2017年12月26日火曜日

米リパトリ減税、年初のドル高要因も相場は天井か(WSJ)

米国で税制改革法が成立したことから、来年初めには米企業の海外留保資金の国内還流が大量に上り、ドル相場を揺り動かし、金融市場にも影響が及びそうだ。

 税制改革法には、企業が海外に溜め込んだ資金を国内に戻すのを促すため、1回に限りこれら資金に大幅減税を適用する条項が盛り込まれた。ある試算では、資金環流(リパトリ)の規模は最大で4000億ドル(約45兆3000億円)に達するとされている。リパトリに伴い、米国企業は海外で保有する資産を売却して、ドル建て資産を買うことになる。これがドル相場を押し上げる可能性がある。

 ドルは過去数年間上昇基調をたどってきた。ドル高は米国の多国籍企業の収益を圧迫する要因となり、輸出品の競争力も削いできた。多くの投資家は、トランプ政権の財政拡張やインフラ投資拡充の公約を追い風に2017年もドル高になると予測していた。しかし、同政権がこれらの政策目標の実現に難航していることから、12月22日時点でドルは今年7%近く下落している。

ステート・ストリート・グローバル・マーケッツの北米マクロ戦略部門の責任者リー・フェリッジ氏は、「税制改革法の施行により、ドルはある程度上昇するだろう」と予想した上で、「だが私は、それを売り場として利用するつもりだ」と語る。

 通貨アナリストの間では、ほぼ7年間にわたったドルの強気相場は、税制改革法を受けて頂点に達するのではないかとみる向きもある。米国に追随して他の先進各国でも金融引き締めが始まっているためだ。一部の投資家にとってドルの魅力は減じる可能性がある。

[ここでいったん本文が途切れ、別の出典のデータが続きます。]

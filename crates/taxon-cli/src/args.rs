use std::path::PathBuf;

use clap::{Parser, Subcommand, ValueEnum};

#[derive(Parser)]
#[command(name = "taxon")]
#[command(about = "Inspect taxonomy definitions and classify instances against them")]
#[command(version)]
pub struct Cli {
    /// Verbose output (debug logging)
    #[arg(short, long, global = true)]
    pub verbose: bool,

    /// Quiet output (errors only)
    #[arg(short, long, global = true)]
    pub quiet: bool,

    #[command(subcommand)]
    pub command: Commands,
}

#[derive(Clone, Copy, Debug, ValueEnum)]
pub enum Mode {
    Exclusive,
    Inclusive,
}

#[derive(Subcommand)]
pub enum Commands {
    /// Print the taxonomy as a tree
    Tree {
        /// Definition file (TOML)
        file: PathBuf,
    },

    /// List direct children of an item (first tier when omitted)
    Children {
        /// Definition file (TOML)
        file: PathBuf,

        /// Item name
        item: Option<String>,
    },

    /// List every item below an item (all items when omitted)
    Descendants {
        /// Definition file (TOML)
        file: PathBuf,

        /// Item name
        item: Option<String>,
    },

    /// Apply the file's [[assignments]] and print the classifications
    Classify {
        /// Definition file (TOML)
        file: PathBuf,

        /// Classification mode
        #[arg(short, long, value_enum, default_value = "exclusive")]
        mode: Mode,

        /// Print the classifier snapshot as JSON
        #[arg(long)]
        json: bool,
    },

    /// Print the built taxonomy as JSON
    Export {
        /// Definition file (TOML)
        file: PathBuf,
    },
}
impl Taxonomy {
    /// Create an empty taxonomy whose head is `name`
    pub fn new(name: impl Into<String>) -> Self {
        Self {
            head: TaxonomyHead { name: name.into() },
            items: Vec::new(),
            first_tier: Vec::new(),
            first_tier_binds: Vec::new(),
            subsequent_tiers: Vec::new(),
            subsequent_tier_binds: Vec::new(),
        }
    }

    /// Rebuild a taxonomy from its raw layout.
    ///
    /// Fails when the tier lists do not account for every item exactly once,
    /// when a bind disagrees with the item at its recorded position, or when
    /// a subsequent-tier parent is not an earlier item.
    pub fn from_parts(parts: TaxonomyParts) -> Result<Self> {
        let TaxonomyParts {
            taxonomy_head,
            items,
            first_tier,
            first_tier_binds,
            subsequent_tiers,
            subsequent_tier_binds,
        } = parts;

        if items.len() != first_tier_binds.len() + subsequent_tier_binds.len()
            || first_tier.len() != first_tier_binds.len()
            || subsequent_tiers.len() != subsequent_tier_binds.len()
        {
            return Err(TaxonError::TierCountMismatch {
                items: items.len(),
                first_tier: first_tier_binds.len(),
                subsequent_tier: subsequent_tier_binds.len(),
            });
        }

        let mut first = first_tier.iter().zip(&first_tier_binds).peekable();
        let mut subsequent = subsequent_tiers
            .iter()
            .zip(&subsequent_tier_binds)
            .peekable();

        // Both position lists must interleave to exactly 0..items.len()
        for (position, item) in items.iter().enumerate() {
            if let Some((_, bind)) = first.next_if(|(p, _)| **p == position) {
                if bind.child != *item || bind.taxonomy != taxonomy_head {
                    return Err(TaxonError::BindMismatch { position });
                }
            } else if let Some((_, bind)) = subsequent.next_if(|(p, _)| **p == position) {
                if bind.child != *item {
                    return Err(TaxonError::BindMismatch { position });
                }
                if !items[..position].contains(&bind.parent) {
                    return Err(TaxonError::UnknownParent {
                        parent: bind.parent.name.clone(),
                    });
                }
            } else {
                return Err(TaxonError::BindMismatch { position });
            }
        }

        Ok(Self {
            head: taxonomy_head,
            items,
            first_tier,
            first_tier_binds,
            subsequent_tiers,
            subsequent_tier_binds,
        })
    }

    pub fn name(&self) -> &str {
        &self.head.name
    }

    pub fn head(&self) -> &TaxonomyHead {
        &self.head
    }

    pub fn items(&self) -> &[TaxonomicItem] {
        &self.items
    }

    pub fn first_tier_binds(&self) -> &[FirstTierBind] {
        &self.first_tier_binds
    }

    pub fn subsequent_tier_binds(&self) -> &[SubsequentTierBind] {
        &self.subsequent_tier_binds
    }

    /// Positions of first-tier items, in bind order
    pub fn first_tier(&self) -> &[usize] {
        &self.first_tier
    }

    /// Positions of subsequent-tier items, in bind order
    pub fn subsequent_tiers(&self) -> &[usize] {
        &self.subsequent_tiers
    }

    pub fn len(&self) -> usize {
        self.items.len()
    }

    pub fn is_empty(&self) -> bool {
        self.items.is_empty()
    }

    pub fn get(&self, index: usize) -> Option<&TaxonomicItem> {
        self.items.get(index)
    }

    pub fn contains(&self, item: &TaxonomicItem) -> bool {
        self.items.contains(item)
    }

    /// Append a new item named `name`.
    ///
    /// Without a parent the item joins the first tier. With a parent that is
    /// not an item of this taxonomy the call is a no-op and returns an
    /// unchanged copy.
    pub fn add_item(&self, name: impl Into<String>, parent: Option<&TaxonomicItem>) -> Self {
        let name = name.into();

        if let Some(parent) = parent {
            if !self.contains(parent) {
                debug!(
                    taxonomy = %self.head.name,
                    parent = %parent.name,
                    item = %name,
                    "parent not in taxonomy, item not added"
                );
                return self.clone();
            }
        }

        let item = TaxonomicItem::named(name);
        let position = self.items.len();
        let mut next = self.clone();
        next.items.push(item.clone());

        match parent {
            None => {
                next.first_tier.push(position);
                next.first_tier_binds.push(FirstTierBind {
                    taxonomy: self.head.clone(),
                    child: item,
                });
            }
            Some(parent) => {
                next.subsequent_tiers.push(position);
                next.subsequent_tier_binds.push(SubsequentTierBind {
                    parent: parent.clone(),
                    child: item,
                });
            }
        }

        debug_assert_eq!(
            next.items.len(),
            next.first_tier_binds.len() + next.subsequent_tier_binds.len()
        );
        next
    }

    /// Direct children of `target`, or the first tier when `target` is `None`.
    pub fn children(&self, target: Option<&TaxonomicItem>) -> Vec<&TaxonomicItem> {
        match target {
            None => self.first_tier_binds.iter().map(|b| &b.child).collect(),
            Some(target) => self
                .subsequent_tier_binds
                .iter()
                .filter(|b| b.parent == *target)
                .map(|b| &b.child)
                .collect(),
        }
    }

    /// Every item reachable below `target`, breadth-first.
    ///
    /// `None` yields all items in insertion order. `target` itself is never
    /// part of the result.
    pub fn descendants(&self, target: Option<&TaxonomicItem>) -> Vec<&TaxonomicItem> {
        let Some(target) = target else {
            return self.items.iter().collect();
        };

        let mut visited: Vec<bool> = self.items.iter().map(|i| i == target).collect();
        let mut queue = VecDeque::from([target]);
        let mut found = Vec::new();

        // Each position is enqueued at most once, so this is bounded by len()
        while let Some(current) = queue.pop_front() {
            for (bind, &position) in self
                .subsequent_tier_binds
                .iter()
                .zip(&self.subsequent_tiers)
            {
                if bind.parent != *current || visited[position] {
                    continue;
                }
                visited[position] = true;
                let child = &self.items[position];
                found.push(position);
                queue.push_back(child);
            }
        }

        found.into_iter().map(|p| &self.items[p]).collect()
    }

    /// Parent recorded for `item`; `None` for first-tier or unknown items
    pub fn parent_of(&self, item: &TaxonomicItem) -> Option<&TaxonomicItem> {
        self.subsequent_tier_binds
            .iter()
            .find(|b| b.child == *item)
            .map(|b| &b.parent)
    }

    /// Position of the first item equal to `target`
    pub fn index_of(&self, target: &TaxonomicItem) -> Option<usize> {
        self.items.iter().position(|i| i == target)
    }

    /// [`index_of`](Self::index_of) for each target, keeping input positions
    pub fn indices_of<'a, I>(&self, targets: I) -> Vec<Option<usize>>
    where
        I: IntoIterator<Item = &'a TaxonomicItem>,
    {
        targets.into_iter().map(|t| self.index_of(t)).collect()
    }
}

 バンク・オブ・アメリカ・メリルリンチやBNPパリバ、RBCキャピタル・マーケッツはいずれも、来年はドル高でスタートすると予想している。しかし、ドル高基調が来年末まで維持されると予測しているのは、RBCだけである。

米企業が海外に滞留させている資金は、1兆ドル強と推定されている。税制改革法によりこのうちどの程度が還流するかについては、アナリストの間で見方が分かれている。そのため、同法がドル、さらには米経済に及ぼす影響を推し量るのは難しい。

 ジョージ・W・ブッシュ政権の2004年にもリパトリへの減税策が講じられ、内国債入庁(IRS)によれば米企業は3120億ドルを国内に戻した。ドルのその他通貨バスケットに対する為替レートを測るWSJドル指数は、リパトリもあってそれまで何年もの下落基調から反転し、05年にはほぼ13%上昇した。株価は、S&P500株価指数が3%上昇した。ただ同指数は、それまでの2年間より上げ幅は小さかった。 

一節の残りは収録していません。